♪♪ NATの独り言 (心・ジャズ)

生きていく上で信じてること。大好きなジャズのこと等

2016年05月

消費増税は永遠に延期だろう・・ なら替わりに・・・

 安倍首相が、消費増税を再延期。このままでは恐らく永遠に増税出来ないだろう。

 安倍首相は、「今は景気が弱い。増税すると景気は更に大きく後退、政治的にボロクソに言われる。その割には、税収は却って減るくらいになる」ということで、問題を先送りにした。しかし、2年半後になっても、景気(特に消費)はこのまま弱いだろう。今や景気は循環しない。日本そのものが構造的にずっと弱いのだ。景気の強い時を待つなら永遠に無理だろう。

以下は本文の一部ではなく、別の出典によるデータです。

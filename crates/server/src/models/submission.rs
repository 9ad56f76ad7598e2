//! Submission domain types.
//!
//! These types represent validated domain objects separate from database row types.

use chrono::{DateTime, Utc};
use serde::Serialize;
use url::Url;

use orbit_core::{DisplayName, SubmissionId, SubmissionStatus};

/// A submitted identity awaiting or past moderation.
///
/// Serialized with the field names the frontend reads (`_id`, `imageUrl`, ...).
#[derive(Debug, Clone, PartialEq, Eq, Serialize)]
#[serde(rename_all = "camelCase")]
pub struct Submission {
    /// Unique submission ID.
    #[serde(rename = "_id")]
    pub id: SubmissionId,
    /// Visitor-supplied name.
    pub name: DisplayName,
    /// Delivery URL of the hosted photo.
    pub image_url: Url,
    /// Moderation status.
    pub status: SubmissionStatus,
    /// When the submission was created. Never changes.
    pub created_at: DateTime<Utc>,
}

/// Input for creating a submission.
///
/// Holding a `NewSubmission` means the name has already passed validation.
#[derive(Debug, Clone)]
pub struct NewSubmission {
    /// Visitor-supplied name.
    pub name: DisplayName,
    /// Delivery URL of the hosted photo.
    pub image_url: Url,
}

impl NewSubmission {
    /// Materialize a pending submission with a fresh ID and timestamp.
    #[must_use]
    pub fn into_pending(self, created_at: DateTime<Utc>) -> Submission {
        Submission {
            id: SubmissionId::generate(),
            name: self.name,
            image_url: self.image_url,
            status: SubmissionStatus::Pending,
            created_at,
        }
    }
}
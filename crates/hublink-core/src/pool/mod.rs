//! Pooled device connections.
//!
//! Devices that share an authentication scope (e.g. a shared-access-key
//! name) can share physical connections. Each scope gets a fixed-size array
//! of slots; a slot holds at most one connection and counts the device
//! units attached to it:
//!
//! ```text
//! Empty -> Opening -> Open (units > 0) -> Closing -> Empty
//! ```
//!
//! New units take the first empty slot, otherwise join the least-loaded
//! holder. The connection is opened by the unit that claimed the empty slot,
//! outside the scope lock; units joining a holder that is still opening wait
//! for that open to finish. The last unit to leave closes the connection
//! and frees the slot.
//!
//! Devices with pooling disabled get a dedicated connection that never
//! enters a slot array.

mod error;
mod holder;
mod identity;
mod manager;
mod scope;
mod settings;
mod store;
mod unit;

pub use error::PoolError;
pub use holder::{ConnectionHolder, SlotState};
pub use identity::{DeviceIdentity, PhysicalConnection};
pub use manager::ConnectionPool;
pub use scope::{PoolStats, ScopeSlots};
pub use settings::{PoolSettings, ABSOLUTE_MAX_POOL_SIZE, DEFAULT_POOL_SIZE};
pub use store::{HolderStore, InMemoryHolderStore};
pub use unit::DeviceUnit;

use std::sync::{Mutex, MutexGuard, PoisonError};

/// Lock ignoring poison: every critical section leaves the state consistent
/// before doing anything that could panic.
pub(crate) fn lock<T>(m: &Mutex<T>) -> MutexGuard<'_, T> {
    m.lock().unwrap_or_else(PoisonError::into_inner)
}
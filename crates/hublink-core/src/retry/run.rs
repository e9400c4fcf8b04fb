//! Retry loop: run an async operation until success or the policy says stop.

use std::fmt;
use std::future::Future;

use super::error::Transient;
use super::policy::{RetryDecision, RetryPolicy};

/// Runs `op` until it succeeds or the retry policy says to stop.
/// On a retryable failure, sleeps for the backoff duration then tries again.
///
/// The policy is asked with the number of failed attempts so far (1 after
/// the first failure), so the operation runs at most `max_retries` times,
/// and once even when `max_retries` is zero. The last error is returned
/// unchanged.
pub async fn run_with_retry<T, E, F, Fut>(policy: &RetryPolicy, mut op: F) -> Result<T, E>
where
    F: FnMut() -> Fut,
    Fut: Future<Output = Result<T, E>>,
    E: Transient + fmt::Display,
{
    let mut attempt = 0u32;
    loop {
        attempt = attempt.saturating_add(1);
        match op().await {
            Ok(v) => return Ok(v),
            Err(e) => match policy.should_retry(attempt, &e) {
                RetryDecision::NoRetry => {
                    tracing::debug!(attempt, error = %e, "giving up");
                    return Err(e);
                }
                RetryDecision::RetryAfter(d) => {
                    let delay_ms = d.as_millis() as u64;
                    tracing::warn!(attempt, delay_ms, error = %e, "retrying");
                    tokio::time::sleep(d).await;
                }
            },
        }
    }
}
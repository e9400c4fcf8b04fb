//! Storage of per-scope slot arrays.

use std::collections::HashMap;
use std::sync::{Arc, Mutex};

use super::lock;
use super::scope::ScopeSlots;

/// Get-or-create access to the slot array of a scope key.
///
/// The pool only talks to this trait, so tests (or embedders with their
/// own registry) can hand it any storage.
pub trait HolderStore<C>: Send + Sync {
    /// The array for `key`, created with `size` slots if absent. An existing
    /// array keeps the size it was created with.
    fn get_or_create(&self, key: &str, size: usize) -> Arc<ScopeSlots<C>>;

    fn get(&self, key: &str) -> Option<Arc<ScopeSlots<C>>>;

    /// Every scope key with an array, sorted.
    fn keys(&self) -> Vec<String>;
}

/// Process-local store; the default for [`ConnectionPool`](super::ConnectionPool).
pub struct InMemoryHolderStore<C> {
    scopes: Mutex<HashMap<String, Arc<ScopeSlots<C>>>>,
}

impl<C> Default for InMemoryHolderStore<C> {
    fn default() -> Self {
        Self {
            scopes: Mutex::new(HashMap::new()),
        }
    }
}

impl<C> InMemoryHolderStore<C> {
    pub fn new() -> Self {
        Self::default()
    }
}

impl<C: Send + Sync> HolderStore<C> for InMemoryHolderStore<C> {
    fn get_or_create(&self, key: &str, size: usize) -> Arc<ScopeSlots<C>> {
        let mut scopes = lock(&self.scopes);
        if let Some(scope) = scopes.get(key) {
            return Arc::clone(scope);
        }
        tracing::debug!(scope = key, size, "creating connection pool for scope");
        let scope = Arc::new(ScopeSlots::new(key, size));
        scopes.insert(key.to_string(), Arc::clone(&scope));
        scope
    }

    fn get(&self, key: &str) -> Option<Arc<ScopeSlots<C>>> {
        lock(&self.scopes).get(key).cloned()
    }

    fn keys(&self) -> Vec<String> {
        let mut keys: Vec<String> = lock(&self.scopes).keys().cloned().collect();
        keys.sort();
        keys
    }
}
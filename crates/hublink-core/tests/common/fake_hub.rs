//! In-process stand-in for an IoT hub transport.

use std::sync::atomic::{AtomicUsize, Ordering};
use std::sync::Arc;

use async_trait::async_trait;
use hublink::pool::{DeviceIdentity, PhysicalConnection, PoolSettings};

#[derive(Debug, Default)]
pub struct FakeHub {
    pub opened: AtomicUsize,
    pub closed: AtomicUsize,
}

impl FakeHub {
    pub fn new() -> Arc<Self> {
        Arc::new(Self::default())
    }

    pub fn live(&self) -> usize {
        self.opened.load(Ordering::SeqCst) - self.closed.load(Ordering::SeqCst)
    }
}

pub struct HubConnection {
    hub: Arc<FakeHub>,
}

#[async_trait]
impl PhysicalConnection for HubConnection {
    async fn close(&self) {
        self.hub.closed.fetch_add(1, Ordering::SeqCst);
    }
}

pub struct Device {
    pub id: String,
    pub key_name: String,
    pub settings: PoolSettings,
    pub hub: Arc<FakeHub>,
}

impl Device {
    pub fn new(id: &str, key_name: &str, settings: PoolSettings, hub: &Arc<FakeHub>) -> Self {
        Self {
            id: id.to_string(),
            key_name: key_name.to_string(),
            settings,
            hub: Arc::clone(hub),
        }
    }
}

#[async_trait]
impl DeviceIdentity for Device {
    type Connection = HubConnection;

    fn device_id(&self) -> &str {
        &self.id
    }

    fn auth_scope_key(&self) -> &str {
        &self.key_name
    }

    fn pool_settings(&self) -> PoolSettings {
        self.settings
    }

    async fn open_physical_connection(&self) -> anyhow::Result<HubConnection> {
        self.hub.opened.fetch_add(1, Ordering::SeqCst);
        Ok(HubConnection {
            hub: Arc::clone(&self.hub),
        })
    }
}
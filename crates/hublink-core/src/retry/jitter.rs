//! Random perturbation of retry delays.

use std::time::Duration;

use rand::Rng;

/// Jittered delays land within ±20% of the computed delay.
pub(crate) const JITTER_FRACTION: f64 = 0.2;

/// Delays shorter than this are returned unchanged.
pub(crate) const JITTER_THRESHOLD: Duration = Duration::from_millis(50);

/// Spread `base` by a random factor in `[1 - JITTER_FRACTION, 1 + JITTER_FRACTION]`,
/// never exceeding `cap`.
///
/// Each call draws from the thread-local generator, so policies stay
/// immutable and callers on different threads never contend.
pub(crate) fn apply_jitter(base: Duration, cap: Duration) -> Duration {
    if base < JITTER_THRESHOLD {
        return base.min(cap);
    }
    let factor = rand::thread_rng().gen_range(1.0 - JITTER_FRACTION..=1.0 + JITTER_FRACTION);
    Duration::try_from_secs_f64(base.as_secs_f64() * factor)
        .unwrap_or(cap)
        .min(cap)
}

#[cfg(test)]
mod tests {
    use super::*;

    #[test]
    fn small_delays_pass_through() {
        let d = Duration::from_millis(10);
        assert_eq!(apply_jitter(d, Duration::MAX), d);
    }

    #[test]
    fn jittered_delay_stays_within_band() {
        let base = Duration::from_secs(10);
        for _ in 0..200 {
            let d = apply_jitter(base, Duration::MAX);
            assert!(d >= Duration::from_secs(8), "{d:?}");
            assert!(d <= Duration::from_secs(12), "{d:?}");
        }
    }

    #[test]
    fn jitter_respects_cap() {
        let base = Duration::from_secs(10);
        for _ in 0..200 {
            assert!(apply_jitter(base, base) <= base);
        }
    }

    #[test]
    fn jitter_near_duration_max_does_not_panic() {
        let d = apply_jitter(Duration::MAX, Duration::MAX);
        assert!(d > Duration::ZERO);
    }
}
pub mod fake_hub;
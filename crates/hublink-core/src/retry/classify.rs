//! Classify I/O failures for retry decisions.

use std::io;

use super::error::Transient;

/// Whether an I/O error is the kind a network blip produces.
pub fn is_transient_io(e: &io::Error) -> bool {
    matches!(
        e.kind(),
        io::ErrorKind::TimedOut
            | io::ErrorKind::ConnectionReset
            | io::ErrorKind::ConnectionAborted
            | io::ErrorKind::ConnectionRefused
            | io::ErrorKind::NotConnected
            | io::ErrorKind::BrokenPipe
            | io::ErrorKind::Interrupted
            | io::ErrorKind::WouldBlock
            | io::ErrorKind::UnexpectedEof
    )
}

impl Transient for io::Error {
    fn is_transient(&self) -> bool {
        is_transient_io(self)
    }
}

#[cfg(test)]
mod tests {
    use super::*;

    #[test]
    fn network_kinds_are_transient() {
        for kind in [
            io::ErrorKind::TimedOut,
            io::ErrorKind::ConnectionReset,
            io::ErrorKind::ConnectionRefused,
            io::ErrorKind::BrokenPipe,
        ] {
            assert!(io::Error::from(kind).is_transient(), "{kind:?}");
        }
    }

    #[test]
    fn permission_and_not_found_are_permanent() {
        assert!(!io::Error::from(io::ErrorKind::PermissionDenied).is_transient());
        assert!(!io::Error::from(io::ErrorKind::NotFound).is_transient());
        assert!(!io::Error::from(io::ErrorKind::InvalidData).is_transient());
    }
}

 消費税増税による税収の確保の最大の欠点は、増税時に、ただでさえ病気の日本経済、特に消費を殺してしまうことだ。日本の巨大な財政赤字問題の解決は、もう別の方法でやるのがいい。前から言っている通りだが:

・歳入の確保は、むしろ固定資産税(地方税だが)の諸矛盾点を改善し、自民党票田の反対を押し切って、特に農地・遊休土地にちゃんと課税することでやる。(固定資産税は年間で8兆円。今回の消費増税で期待した税収増は軽減制度相殺した後だと4兆円だった。遊休農地課税で十分代替できる。)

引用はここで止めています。